As part of the UK dates in December 1991, they performed in Southampton on the 17th, where they received copies of Kerplunk. In response, the band opted to make the show a record release party, though the album's formal release was not until the following month. Livermore was unsure of the album's exact release date, thinking it was early 1992, until Armstrong reminded him that he had shown up to the December 1991 UK tour with 300 copies of Kerplunk in tow. Lookout Records was working with distributor Mordam Records for their releases; Mordam founder Ruth Schwartz cautioned against Livermore ordering 10,000 copies of the album, telling him that he was insane for making that many. This figure was double the label's typical allotment, which was reasoned for Green Day's increasing popularity. It was during this time of the year where little activity was happening in the music industry, and as a result, Schwartz said issuing an album in December would have little impact. Livermore told her that if Lookout does not sell all 10,000 that month, they would sell them the following month, "Punks don't follow the record industry calendar." Schwartz responded to this by stating, "Come back and tell me that when we have to move out of our warehouse because it's filled with your unsold records."

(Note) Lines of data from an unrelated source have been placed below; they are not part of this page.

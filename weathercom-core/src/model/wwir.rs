use serde::{Deserialize, Serialize};

use super::Metadata;

/// Body of `forecast/wwir.json`, the imminent precipitation forecast.
#[derive(Debug, Clone, PartialEq, Default, Serialize, Deserialize)]
#[serde(default)]
pub struct WwirResponse {
    pub metadata: Metadata,
    pub forecast: WwirForecast,
}

#[derive(Debug, Clone, PartialEq, Default, Serialize, Deserialize)]
#[serde(default)]
pub struct WwirForecast {
    /// Always `"fod_short_range_wwir"`.
    #[serde(deserialize_with = "super::null_as_default")]
    pub class: String,
    #[serde(deserialize_with = "super::null_as_default")]
    pub expire_time_gmt: i64,
    #[serde(deserialize_with = "super::null_as_default")]
    pub fcst_valid: i64,
    #[serde(deserialize_with = "super::null_as_default")]
    pub fcst_valid_local: String,
    #[serde(deserialize_with = "super::null_as_default")]
    pub overall_type: i32,
    /// e.g. `"Rain starting around 8 PM."`
    #[serde(deserialize_with = "super::null_as_default")]
    pub phrase: String,
    #[serde(deserialize_with = "super::null_as_default")]
    pub terse_phrase: String,
    /// The phrase with the time left as a placeholder.
    pub phrase_template: Option<String>,
    pub terse_phrase_template: Option<String>,
    pub precip_day: Option<String>,
    pub precip_time_24hr: Option<String>,
    pub precip_time_12hr: Option<String>,
    pub precip_time_iso: Option<String>,
}
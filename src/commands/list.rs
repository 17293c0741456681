//! List site information

use anyhow::Result;
use std::fmt::Write;

use crate::model::{RouteTable, SiteStructure};
use crate::Site;

/// List site information by type
pub fn run(site: &Site, list_type: &str) -> Result<()> {
    let out = match list_type {
        "route" | "routes" => format_routes(&site.load_routes()?)?,
        "page" | "pages" => format_pages(&site.load_structure()?)?,
        "menu" => format_menu(&site.load_structure()?)?,
        _ => {
            anyhow::bail!(
                "Unknown type: {}. Available: routes, pages, menu",
                list_type
            );
        }
    };
    print!("{}", out);
    Ok(())
}

fn format_routes(table: &RouteTable) -> Result<String> {
    let mut out = String::new();
    writeln!(out, "Routes ({}):", table.routes.len())?;
    for route in &table.routes {
        let mut flags = Vec::new();
        if !route.in_sitemap {
            flags.push("hidden");
        }
        if route.is_content_page() {
            flags.push("content");
        }
        write!(out, "  {} - {}", route.path, route.title)?;
        if !flags.is_empty() {
            write!(out, " [{}]", flags.join(", "))?;
        }
        writeln!(out)?;
    }
    Ok(out)
}

fn format_pages(structure: &SiteStructure) -> Result<String> {
    let mut out = String::new();
    writeln!(out, "Pages ({}):", structure.site.pages.len())?;
    for (path, page) in &structure.site.pages {
        let page_type: String = page.page_type.clone().into();
        write!(out, "  {} - {} [{}]", path, page.title, page_type)?;
        if let Some(parent) = &page.parent {
            write!(out, " (parent {})", parent)?;
        }
        writeln!(out)?;
    }
    Ok(out)
}

fn format_menu(structure: &SiteStructure) -> Result<String> {
    let mark = |path: &str| {
        if structure.page(path).is_some() {
            ""
        } else {
            " (no page)"
        }
    };

    let mut out = String::new();
    writeln!(out, "Menu ({}):", structure.site.menu.len())?;
    for item in &structure.site.menu {
        writeln!(out, "  {} - {}{}", item.path, item.title, mark(&item.path))?;
        for sub in &item.submenu {
            writeln!(out, "    {} - {}{}", sub.path, sub.title, mark(&sub.path))?;
        }
    }
    Ok(out)
}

The European tour was planned to only be for 50 shows, until it was extended for 64 as they kept receiving offers for more gigs. Armstrong said that despite their exhaustion, to the point of having hallucinations, they agreed to keep the trek going. When the band were playing in Spain, Armstrong was having a mental health issue: "I don't know if I was having an anxiety attack or what, but I just freaked out! I didn't say anything to anybody. It was weird." In a different interview, he said he was unsure about his future, not aided by visiting Europe for the first time, which he found to be unnerving. Dirnt said the three month trek became a bonding experience for the three of them, "I don't think we were a tight band before we were there, but all of a sudden something clicked."

===Promotion and other tours===

Radio personnel Steve Masters (left) and Matt Pinfield (right) helped push the reach of Green Day at college radio stations.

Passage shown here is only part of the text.